Your goal - From first line to last, give the material again unchanged.

Record set -

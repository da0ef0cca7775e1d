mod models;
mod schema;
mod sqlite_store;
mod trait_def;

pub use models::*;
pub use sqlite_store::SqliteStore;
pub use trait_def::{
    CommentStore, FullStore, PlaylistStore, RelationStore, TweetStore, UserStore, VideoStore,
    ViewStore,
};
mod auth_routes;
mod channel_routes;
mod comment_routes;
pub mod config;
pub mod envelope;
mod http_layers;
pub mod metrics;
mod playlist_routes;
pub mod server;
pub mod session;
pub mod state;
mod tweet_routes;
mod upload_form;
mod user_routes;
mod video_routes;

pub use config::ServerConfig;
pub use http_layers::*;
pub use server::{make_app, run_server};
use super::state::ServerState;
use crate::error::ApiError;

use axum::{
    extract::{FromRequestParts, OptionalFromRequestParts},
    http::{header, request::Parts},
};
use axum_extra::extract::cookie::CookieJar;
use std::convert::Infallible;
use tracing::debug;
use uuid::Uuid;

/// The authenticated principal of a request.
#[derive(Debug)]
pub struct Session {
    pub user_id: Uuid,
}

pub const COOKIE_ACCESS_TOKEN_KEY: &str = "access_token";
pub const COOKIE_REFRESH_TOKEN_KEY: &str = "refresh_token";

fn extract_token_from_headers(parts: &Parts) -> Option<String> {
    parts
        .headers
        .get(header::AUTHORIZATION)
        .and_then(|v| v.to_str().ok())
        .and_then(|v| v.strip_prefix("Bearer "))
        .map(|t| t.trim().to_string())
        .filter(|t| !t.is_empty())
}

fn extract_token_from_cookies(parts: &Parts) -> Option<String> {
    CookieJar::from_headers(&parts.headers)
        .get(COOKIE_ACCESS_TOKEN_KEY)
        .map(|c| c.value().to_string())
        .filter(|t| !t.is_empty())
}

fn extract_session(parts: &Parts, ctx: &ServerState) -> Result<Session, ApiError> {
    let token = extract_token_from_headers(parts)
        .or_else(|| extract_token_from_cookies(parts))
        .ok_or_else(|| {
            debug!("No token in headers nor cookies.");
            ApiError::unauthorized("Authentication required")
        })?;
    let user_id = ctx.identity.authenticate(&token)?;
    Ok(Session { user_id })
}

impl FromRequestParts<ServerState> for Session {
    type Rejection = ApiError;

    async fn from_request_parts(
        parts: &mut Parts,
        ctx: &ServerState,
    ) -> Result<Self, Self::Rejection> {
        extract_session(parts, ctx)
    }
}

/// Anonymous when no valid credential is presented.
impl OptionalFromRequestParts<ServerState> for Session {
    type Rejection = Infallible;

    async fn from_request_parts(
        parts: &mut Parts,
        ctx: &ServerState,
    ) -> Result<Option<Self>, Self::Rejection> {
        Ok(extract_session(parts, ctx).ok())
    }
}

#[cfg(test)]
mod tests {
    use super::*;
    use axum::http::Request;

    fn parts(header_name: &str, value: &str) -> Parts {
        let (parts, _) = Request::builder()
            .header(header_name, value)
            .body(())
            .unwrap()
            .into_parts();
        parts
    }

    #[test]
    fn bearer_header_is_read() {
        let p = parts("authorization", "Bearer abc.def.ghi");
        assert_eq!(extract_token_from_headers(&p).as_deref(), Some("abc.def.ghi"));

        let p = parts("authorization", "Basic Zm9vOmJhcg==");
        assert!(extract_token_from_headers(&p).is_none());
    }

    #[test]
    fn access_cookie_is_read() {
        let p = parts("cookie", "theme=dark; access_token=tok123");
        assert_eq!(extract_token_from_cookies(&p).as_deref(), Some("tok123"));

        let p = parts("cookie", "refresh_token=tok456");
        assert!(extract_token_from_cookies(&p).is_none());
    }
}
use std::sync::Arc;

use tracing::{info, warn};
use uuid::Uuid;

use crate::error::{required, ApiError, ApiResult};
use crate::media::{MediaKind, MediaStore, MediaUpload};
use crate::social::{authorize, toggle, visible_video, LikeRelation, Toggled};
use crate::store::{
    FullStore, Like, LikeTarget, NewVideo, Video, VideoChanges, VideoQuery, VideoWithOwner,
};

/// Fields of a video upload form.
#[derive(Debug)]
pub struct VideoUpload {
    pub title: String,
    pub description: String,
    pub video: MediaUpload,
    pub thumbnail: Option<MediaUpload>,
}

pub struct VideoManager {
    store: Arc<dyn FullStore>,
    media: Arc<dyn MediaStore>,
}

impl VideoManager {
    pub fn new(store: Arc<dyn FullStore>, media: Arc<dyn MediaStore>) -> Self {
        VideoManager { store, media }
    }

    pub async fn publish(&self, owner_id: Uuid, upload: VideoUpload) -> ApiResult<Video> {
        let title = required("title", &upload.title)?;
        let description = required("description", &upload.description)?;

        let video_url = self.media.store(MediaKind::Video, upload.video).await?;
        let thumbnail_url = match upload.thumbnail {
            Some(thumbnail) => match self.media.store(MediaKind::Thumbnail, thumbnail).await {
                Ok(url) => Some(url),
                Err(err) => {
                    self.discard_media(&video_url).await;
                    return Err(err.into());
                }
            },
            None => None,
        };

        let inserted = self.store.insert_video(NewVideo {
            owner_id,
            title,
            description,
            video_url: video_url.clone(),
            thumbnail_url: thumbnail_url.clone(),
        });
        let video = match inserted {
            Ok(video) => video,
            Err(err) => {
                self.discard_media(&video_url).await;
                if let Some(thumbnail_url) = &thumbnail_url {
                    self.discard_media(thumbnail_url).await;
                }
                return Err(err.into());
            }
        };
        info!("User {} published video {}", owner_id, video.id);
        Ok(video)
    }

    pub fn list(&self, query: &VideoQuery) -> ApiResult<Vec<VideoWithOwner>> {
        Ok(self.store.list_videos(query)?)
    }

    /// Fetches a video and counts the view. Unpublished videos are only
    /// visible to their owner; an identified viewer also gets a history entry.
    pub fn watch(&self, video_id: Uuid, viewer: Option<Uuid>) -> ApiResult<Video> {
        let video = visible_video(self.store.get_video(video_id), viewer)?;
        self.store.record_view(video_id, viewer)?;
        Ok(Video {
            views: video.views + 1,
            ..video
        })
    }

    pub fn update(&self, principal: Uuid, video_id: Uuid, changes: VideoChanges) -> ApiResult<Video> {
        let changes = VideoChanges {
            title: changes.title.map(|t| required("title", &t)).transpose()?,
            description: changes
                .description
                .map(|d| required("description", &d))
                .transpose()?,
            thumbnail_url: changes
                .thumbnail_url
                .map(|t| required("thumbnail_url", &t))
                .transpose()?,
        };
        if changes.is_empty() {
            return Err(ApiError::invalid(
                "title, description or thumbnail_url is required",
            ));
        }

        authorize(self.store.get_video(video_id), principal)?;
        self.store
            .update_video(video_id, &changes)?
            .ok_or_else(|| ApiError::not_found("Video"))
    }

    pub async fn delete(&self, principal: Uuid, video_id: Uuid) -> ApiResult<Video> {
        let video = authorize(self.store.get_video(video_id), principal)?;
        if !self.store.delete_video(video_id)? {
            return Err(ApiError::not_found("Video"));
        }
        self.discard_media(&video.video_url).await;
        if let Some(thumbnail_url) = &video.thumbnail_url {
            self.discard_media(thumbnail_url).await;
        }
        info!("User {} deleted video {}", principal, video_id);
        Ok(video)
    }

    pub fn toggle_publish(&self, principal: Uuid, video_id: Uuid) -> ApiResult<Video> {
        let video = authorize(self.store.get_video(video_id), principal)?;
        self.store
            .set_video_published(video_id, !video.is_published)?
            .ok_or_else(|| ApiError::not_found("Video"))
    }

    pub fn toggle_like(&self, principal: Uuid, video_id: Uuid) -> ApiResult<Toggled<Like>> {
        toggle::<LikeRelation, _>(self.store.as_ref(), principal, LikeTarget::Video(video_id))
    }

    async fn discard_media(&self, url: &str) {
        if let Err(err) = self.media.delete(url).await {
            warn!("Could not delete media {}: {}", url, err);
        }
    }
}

Task answer -
repository da0ef0cca7775e1d
mod models;
mod schema;
mod sqlite_store;
mod trait_def;

pub use models::*;
pub use sqlite_store::SqliteStore;
pub use trait_def::{
    CommentStore, FullStore, PlaylistStore, RelationStore, TweetStore, UserStore, VideoStore,
    ViewStore,
};
mod auth_routes;
mod channel_routes;
mod comment_routes;
pub mod config;
pub mod envelope;
mod http_layers;
pub mod metrics;
mod playlist_routes;
pub mod server;
pub mod session;
pub mod state;
mod tweet_routes;
mod upload_form;
mod user_routes;
mod video_routes;

pub use config::ServerConfig;
pub use http_layers::*;
pub use server::{make_app, run_server};
use super::state::ServerState;
use crate::error::ApiError;

use axum::{
    extract::{FromRequestParts, OptionalFromRequestParts},
    http::{header, request::Parts},
};
use axum_extra::extract::cookie::CookieJar;
use std::convert::Infallible;
use tracing::debug;
use uuid::Uuid;

/// The authenticated principal of a request.
#[derive(Debug)]
pub struct Session {
    pub user_id: Uuid,
}

pub const COOKIE_ACCESS_TOKEN_KEY: &str = "access_token";
pub const COOKIE_REFRESH_TOKEN_KEY: &str = "refresh_token";

fn extract_token_from_headers(parts: &Parts) -> Option<String> {
    parts
        .headers
        .get(header::AUTHORIZATION)
        .and_then(|v| v.to_str().ok())
        .and_then(|v| v.strip_prefix("Bearer "))
        .map(|t| t.trim().to_string())
        .filter(|t| !t.is_empty())
}

fn extract_token_from_cookies(parts: &Parts) -> Option<String> {
    CookieJar::from_headers(&parts.headers)
        .get(COOKIE_ACCESS_TOKEN_KEY)
        .map(|c| c.value().to_string())
        .filter(|t| !t.is_empty())
}

fn extract_session(parts: &Parts, ctx: &ServerState) -> Result<Session, ApiError> {
    let token = extract_token_from_headers(parts)
        .or_else(|| extract_token_from_cookies(parts))
        .ok_or_else(|| {
            debug!("No token in headers nor cookies.");
            ApiError::unauthorized("Authentication required")
        })?;
    let user_id = ctx.identity.authenticate(&token)?;
    Ok(Session { user_id })
}

impl FromRequestParts<ServerState> for Session {
    type Rejection = ApiError;

    async fn from_request_parts(
        parts: &mut Parts,
        ctx: &ServerState,
    ) -> Result<Self, Self::Rejection> {
        extract_session(parts, ctx)
    }
}

/// Anonymous when no valid credential is presented.
impl OptionalFromRequestParts<ServerState> for Session {
    type Rejection = Infallible;

    async fn from_request_parts(
        parts: &mut Parts,
        ctx: &ServerState,
    ) -> Result<Option<Self>, Self::Rejection> {
        Ok(extract_session(parts, ctx).ok())
    }
}

#[cfg(test)]
mod tests {
    use super::*;
    use axum::http::Request;

    fn parts(header_name: &str, value: &str) -> Parts {
        let (parts, _) = Request::builder()
            .header(header_name, value)
            .body(())
            .unwrap()
            .into_parts();
        parts
    }

    #[test]
    fn bearer_header_is_read() {
        let p = parts("authorization", "Bearer abc.def.ghi");
        assert_eq!(extract_token_from_headers(&p).as_deref(), Some("abc.def.ghi"));

        let p = parts("authorization", "Basic Zm9vOmJhcg==");
        assert!(extract_token_from_headers(&p).is_none());
    }

    #[test]
    fn access_cookie_is_read() {
        let p = parts("cookie", "theme=dark; access_token=tok123");
        assert_eq!(extract_token_from_cookies(&p).as_deref(), Some("tok123"));

        let p = parts("cookie", "refresh_token=tok456");
        assert!(extract_token_from_cookies(&p).is_none());
    }
}
use std::sync::Arc;

use tracing::{info, warn};
use uuid::Uuid;

use crate::error::{required, ApiError, ApiResult};
use crate::media::{MediaKind, MediaStore, MediaUpload};
use crate::social::{authorize, toggle, visible_video, LikeRelation, Toggled};
use crate::store::{
    FullStore, Like, LikeTarget, NewVideo, Video, VideoChanges, VideoQuery, VideoWithOwner,
};

/// Fields of a video upload form.
#[derive(Debug)]
pub struct VideoUpload {
    pub title: String,
    pub description: String,
    pub video: MediaUpload,
    pub thumbnail: Option<MediaUpload>,
}

pub struct VideoManager {
    store: Arc<dyn FullStore>,
    media: Arc<dyn MediaStore>,
}

impl VideoManager {
    pub fn new(store: Arc<dyn FullStore>, media: Arc<dyn MediaStore>) -> Self {
        VideoManager { store, media }
    }

    pub async fn publish(&self, owner_id: Uuid, upload: VideoUpload) -> ApiResult<Video> {
        let title = required("title", &upload.title)?;
        let description = required("description", &upload.description)?;

        let video_url = self.media.store(MediaKind::Video, upload.video).await?;
        let thumbnail_url = match upload.thumbnail {
            Some(thumbnail) => match self.media.store(MediaKind::Thumbnail, thumbnail).await {
                Ok(url) => Some(url),
                Err(err) => {
                    self.discard_media(&video_url).await;
                    return Err(err.into());
                }
            },
            None => None,
        };

        let inserted = self.store.insert_video(NewVideo {
            owner_id,
            title,
            description,
            video_url: video_url.clone(),
            thumbnail_url: thumbnail_url.clone(),
        });
        let video = match inserted {
            Ok(video) => video,
            Err(err) => {
                self.discard_media(&video_url).await;
                if let Some(thumbnail_url) = &thumbnail_url {
                    self.discard_media(thumbnail_url).await;
                }
                return Err(err.into());
            }
        };
        info!("User {} published video {}", owner_id, video.id);
        Ok(video)
    }

    pub fn list(&self, query: &VideoQuery) -> ApiResult<Vec<VideoWithOwner>> {
        Ok(self.store.list_videos(query)?)
    }

    /// Fetches a video and counts the view. Unpublished videos are only
    /// visible to their owner; an identified viewer also gets a history entry.
    pub fn watch(&self, video_id: Uuid, viewer: Option<Uuid>) -> ApiResult<Video> {
        let video = visible_video(self.store.get_video(video_id), viewer)?;
        self.store.record_view(video_id, viewer)?;
        Ok(Video {
            views: video.views + 1,
            ..video
        })
    }

    pub fn update(&self, principal: Uuid, video_id: Uuid, changes: VideoChanges) -> ApiResult<Video> {
        let changes = VideoChanges {
            title: changes.title.map(|t| required("title", &t)).transpose()?,
            description: changes
                .description
                .map(|d| required("description", &d))
                .transpose()?,
            thumbnail_url: changes
                .thumbnail_url
                .map(|t| required("thumbnail_url", &t))
                .transpose()?,
        };
        if changes.is_empty() {
            return Err(ApiError::invalid(
                "title, description or thumbnail_url is required",
            ));
        }

        authorize(self.store.get_video(video_id), principal)?;
        self.store
            .update_video(video_id, &changes)?
            .ok_or_else(|| ApiError::not_found("Video"))
    }

    pub async fn delete(&self, principal: Uuid, video_id: Uuid) -> ApiResult<Video> {
        let video = authorize(self.store.get_video(video_id), principal)?;
        if !self.store.delete_video(video_id)? {
            return Err(ApiError::not_found("Video"));
        }
        self.discard_media(&video.video_url).await;
        if let Some(thumbnail_url) = &video.thumbnail_url {
            self.discard_media(thumbnail_url).await;
        }
        info!("User {} deleted video {}", principal, video_id);
        Ok(video)
    }

    pub fn toggle_publish(&self, principal: Uuid, video_id: Uuid) -> ApiResult<Video> {
        let video = authorize(self.store.get_video(video_id), principal)?;
        self.store
            .set_video_published(video_id, !video.is_published)?
            .ok_or_else(|| ApiError::not_found("Video"))
    }

    pub fn toggle_like(&self, principal: Uuid, video_id: Uuid) -> ApiResult<Toggled<Like>> {
        toggle::<LikeRelation, _>(self.store.as_ref(), principal, LikeTarget::Video(video_id))
    }

    async fn discard_media(&self, url: &str) {
        if let Err(err) = self.media.delete(url).await {
            warn!("Could not delete media {}: {}", url, err);
        }
    }
}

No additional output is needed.